● **Entries provided**
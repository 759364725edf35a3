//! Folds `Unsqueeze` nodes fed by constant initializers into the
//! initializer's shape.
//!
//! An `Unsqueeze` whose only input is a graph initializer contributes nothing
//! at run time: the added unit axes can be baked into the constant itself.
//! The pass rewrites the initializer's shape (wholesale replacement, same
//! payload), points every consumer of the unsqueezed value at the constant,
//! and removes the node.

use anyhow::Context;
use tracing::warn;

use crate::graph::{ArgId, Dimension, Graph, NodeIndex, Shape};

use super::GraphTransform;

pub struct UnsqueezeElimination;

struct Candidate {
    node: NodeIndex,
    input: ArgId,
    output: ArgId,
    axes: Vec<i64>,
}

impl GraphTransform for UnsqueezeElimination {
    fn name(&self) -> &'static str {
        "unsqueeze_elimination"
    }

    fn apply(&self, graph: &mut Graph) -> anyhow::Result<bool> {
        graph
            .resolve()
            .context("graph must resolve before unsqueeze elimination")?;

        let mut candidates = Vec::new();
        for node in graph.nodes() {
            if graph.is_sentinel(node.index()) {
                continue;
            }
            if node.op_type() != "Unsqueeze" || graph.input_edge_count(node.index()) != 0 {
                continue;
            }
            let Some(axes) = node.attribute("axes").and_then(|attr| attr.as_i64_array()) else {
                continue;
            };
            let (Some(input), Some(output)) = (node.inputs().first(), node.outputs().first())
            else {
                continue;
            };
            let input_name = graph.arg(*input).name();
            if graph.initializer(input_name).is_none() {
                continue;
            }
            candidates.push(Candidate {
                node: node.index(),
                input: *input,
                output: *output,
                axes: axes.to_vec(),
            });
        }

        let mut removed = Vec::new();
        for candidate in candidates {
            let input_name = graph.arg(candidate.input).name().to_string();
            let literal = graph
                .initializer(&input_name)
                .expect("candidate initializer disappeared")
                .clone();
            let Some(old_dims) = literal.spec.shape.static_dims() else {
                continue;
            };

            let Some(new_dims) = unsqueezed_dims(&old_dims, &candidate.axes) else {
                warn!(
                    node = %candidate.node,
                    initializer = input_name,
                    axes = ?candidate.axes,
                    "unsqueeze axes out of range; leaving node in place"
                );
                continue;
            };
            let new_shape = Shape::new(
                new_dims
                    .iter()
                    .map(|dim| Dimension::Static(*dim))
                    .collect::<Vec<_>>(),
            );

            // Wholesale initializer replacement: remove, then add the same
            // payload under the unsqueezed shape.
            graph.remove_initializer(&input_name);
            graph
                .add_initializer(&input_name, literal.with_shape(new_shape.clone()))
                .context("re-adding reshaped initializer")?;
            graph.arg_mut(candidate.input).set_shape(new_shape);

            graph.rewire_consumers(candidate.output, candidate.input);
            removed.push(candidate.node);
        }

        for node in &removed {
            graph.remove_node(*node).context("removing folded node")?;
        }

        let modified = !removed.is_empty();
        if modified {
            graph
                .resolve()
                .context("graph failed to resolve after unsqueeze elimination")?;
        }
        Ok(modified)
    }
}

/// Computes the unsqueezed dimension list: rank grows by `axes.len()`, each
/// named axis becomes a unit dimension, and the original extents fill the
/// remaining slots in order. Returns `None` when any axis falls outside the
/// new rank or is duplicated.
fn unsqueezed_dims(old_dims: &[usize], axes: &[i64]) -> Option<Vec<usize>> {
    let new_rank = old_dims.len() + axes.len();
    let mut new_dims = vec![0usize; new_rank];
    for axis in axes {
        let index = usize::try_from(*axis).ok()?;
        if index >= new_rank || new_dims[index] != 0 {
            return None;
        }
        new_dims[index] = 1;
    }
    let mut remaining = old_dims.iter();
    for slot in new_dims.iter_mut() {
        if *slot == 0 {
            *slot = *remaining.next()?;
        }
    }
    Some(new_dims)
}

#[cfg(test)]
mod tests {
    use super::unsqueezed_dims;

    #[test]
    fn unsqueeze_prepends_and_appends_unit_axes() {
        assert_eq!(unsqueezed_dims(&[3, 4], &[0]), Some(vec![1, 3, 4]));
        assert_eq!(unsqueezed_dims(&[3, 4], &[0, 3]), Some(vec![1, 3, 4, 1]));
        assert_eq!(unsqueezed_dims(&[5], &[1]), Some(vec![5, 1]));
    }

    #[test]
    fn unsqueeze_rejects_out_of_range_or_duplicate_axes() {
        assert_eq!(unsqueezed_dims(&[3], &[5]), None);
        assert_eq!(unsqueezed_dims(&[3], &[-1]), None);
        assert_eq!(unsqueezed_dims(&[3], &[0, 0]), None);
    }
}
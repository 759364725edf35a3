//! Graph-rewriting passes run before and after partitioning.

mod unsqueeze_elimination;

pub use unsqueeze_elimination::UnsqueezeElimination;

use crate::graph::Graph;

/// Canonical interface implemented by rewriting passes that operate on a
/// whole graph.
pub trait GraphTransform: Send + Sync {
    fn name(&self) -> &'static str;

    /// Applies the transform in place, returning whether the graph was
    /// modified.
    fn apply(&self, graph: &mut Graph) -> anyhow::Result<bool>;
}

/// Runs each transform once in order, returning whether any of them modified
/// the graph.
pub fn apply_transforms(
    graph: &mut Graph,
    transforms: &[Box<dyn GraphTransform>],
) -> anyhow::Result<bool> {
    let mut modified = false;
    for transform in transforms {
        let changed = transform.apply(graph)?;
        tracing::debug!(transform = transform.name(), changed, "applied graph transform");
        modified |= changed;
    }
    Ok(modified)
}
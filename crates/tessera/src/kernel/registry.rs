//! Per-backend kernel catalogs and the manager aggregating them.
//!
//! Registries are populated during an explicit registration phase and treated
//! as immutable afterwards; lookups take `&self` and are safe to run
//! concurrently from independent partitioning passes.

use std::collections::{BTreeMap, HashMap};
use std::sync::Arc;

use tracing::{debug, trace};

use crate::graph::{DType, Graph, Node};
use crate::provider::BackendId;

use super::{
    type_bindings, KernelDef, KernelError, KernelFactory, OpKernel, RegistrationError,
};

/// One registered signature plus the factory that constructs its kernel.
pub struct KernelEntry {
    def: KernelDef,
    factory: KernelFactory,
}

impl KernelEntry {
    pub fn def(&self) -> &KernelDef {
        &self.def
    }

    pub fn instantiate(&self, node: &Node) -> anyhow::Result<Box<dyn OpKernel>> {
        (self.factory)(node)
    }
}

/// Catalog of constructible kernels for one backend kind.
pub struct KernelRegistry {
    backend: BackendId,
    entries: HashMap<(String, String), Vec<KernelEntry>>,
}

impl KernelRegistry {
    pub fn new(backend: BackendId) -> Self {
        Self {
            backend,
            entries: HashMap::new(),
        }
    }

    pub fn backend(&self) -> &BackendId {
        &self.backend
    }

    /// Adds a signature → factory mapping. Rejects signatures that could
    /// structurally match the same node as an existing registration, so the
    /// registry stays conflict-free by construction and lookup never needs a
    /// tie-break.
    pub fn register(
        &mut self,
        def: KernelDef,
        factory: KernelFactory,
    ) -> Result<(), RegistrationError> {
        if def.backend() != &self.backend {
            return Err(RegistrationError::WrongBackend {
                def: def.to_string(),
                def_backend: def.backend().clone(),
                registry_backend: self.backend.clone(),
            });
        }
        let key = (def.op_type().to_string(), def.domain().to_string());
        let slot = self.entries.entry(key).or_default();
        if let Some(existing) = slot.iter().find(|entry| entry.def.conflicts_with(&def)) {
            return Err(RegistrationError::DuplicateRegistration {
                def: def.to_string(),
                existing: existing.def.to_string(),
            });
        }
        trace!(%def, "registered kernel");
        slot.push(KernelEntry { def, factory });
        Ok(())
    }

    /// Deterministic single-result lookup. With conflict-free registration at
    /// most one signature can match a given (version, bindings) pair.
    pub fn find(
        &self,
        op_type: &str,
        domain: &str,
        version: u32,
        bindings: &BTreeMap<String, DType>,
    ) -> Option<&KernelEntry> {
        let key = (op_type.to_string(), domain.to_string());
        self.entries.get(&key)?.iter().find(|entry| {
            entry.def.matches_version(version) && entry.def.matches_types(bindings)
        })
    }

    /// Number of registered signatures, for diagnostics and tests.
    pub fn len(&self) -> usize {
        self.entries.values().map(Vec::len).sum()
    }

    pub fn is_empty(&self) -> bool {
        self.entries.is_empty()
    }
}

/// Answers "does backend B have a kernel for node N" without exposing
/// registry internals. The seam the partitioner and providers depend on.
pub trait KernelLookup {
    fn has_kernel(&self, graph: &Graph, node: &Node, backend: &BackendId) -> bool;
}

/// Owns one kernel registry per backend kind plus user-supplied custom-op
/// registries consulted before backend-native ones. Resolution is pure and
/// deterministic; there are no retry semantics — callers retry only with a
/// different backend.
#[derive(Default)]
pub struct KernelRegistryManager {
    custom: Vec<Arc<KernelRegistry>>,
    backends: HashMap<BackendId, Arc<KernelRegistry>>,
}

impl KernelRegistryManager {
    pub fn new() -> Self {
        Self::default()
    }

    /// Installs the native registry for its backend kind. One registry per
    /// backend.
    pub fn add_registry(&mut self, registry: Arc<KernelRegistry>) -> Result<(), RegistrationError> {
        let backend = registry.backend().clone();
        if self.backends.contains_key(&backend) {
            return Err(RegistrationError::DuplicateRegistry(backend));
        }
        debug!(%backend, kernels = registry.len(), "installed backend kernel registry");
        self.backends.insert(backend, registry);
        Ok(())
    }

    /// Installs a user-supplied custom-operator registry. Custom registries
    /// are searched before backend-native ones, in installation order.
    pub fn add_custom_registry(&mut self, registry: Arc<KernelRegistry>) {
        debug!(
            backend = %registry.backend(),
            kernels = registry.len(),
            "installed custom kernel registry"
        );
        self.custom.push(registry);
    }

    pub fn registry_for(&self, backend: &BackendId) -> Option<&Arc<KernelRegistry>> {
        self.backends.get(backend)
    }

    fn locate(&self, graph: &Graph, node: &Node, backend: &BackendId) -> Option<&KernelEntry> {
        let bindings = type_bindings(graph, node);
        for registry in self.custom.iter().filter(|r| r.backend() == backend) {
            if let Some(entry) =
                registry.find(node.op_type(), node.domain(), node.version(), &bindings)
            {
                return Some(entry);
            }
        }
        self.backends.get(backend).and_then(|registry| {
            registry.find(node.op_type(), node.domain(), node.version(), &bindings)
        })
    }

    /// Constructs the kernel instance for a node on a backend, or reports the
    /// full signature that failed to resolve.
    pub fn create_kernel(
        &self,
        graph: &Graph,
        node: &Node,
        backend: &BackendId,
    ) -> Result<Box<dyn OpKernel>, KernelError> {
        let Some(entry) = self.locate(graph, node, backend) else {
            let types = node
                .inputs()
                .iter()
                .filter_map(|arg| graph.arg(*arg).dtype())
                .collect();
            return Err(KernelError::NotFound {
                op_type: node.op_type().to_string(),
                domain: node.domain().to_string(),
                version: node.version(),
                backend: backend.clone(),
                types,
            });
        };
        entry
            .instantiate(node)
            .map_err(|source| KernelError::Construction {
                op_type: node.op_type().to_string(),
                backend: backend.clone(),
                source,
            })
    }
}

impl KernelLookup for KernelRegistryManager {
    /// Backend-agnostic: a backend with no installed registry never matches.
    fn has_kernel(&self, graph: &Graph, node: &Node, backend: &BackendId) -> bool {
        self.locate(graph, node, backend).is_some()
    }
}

● **Task**
Which lines of the records hold the string "Option"? Copy each one.

● **Solution to the exercise**
fn unsqueezed_dims(old_dims: &[usize], axes: &[i64]) -> Option<Vec<usize>> {
    ) -> Option<&KernelEntry> {
    pub fn registry_for(&self, backend: &BackendId) -> Option<&Arc<KernelRegistry>> {
    fn locate(&self, graph: &Graph, node: &Node, backend: &BackendId) -> Option<&KernelEntry> {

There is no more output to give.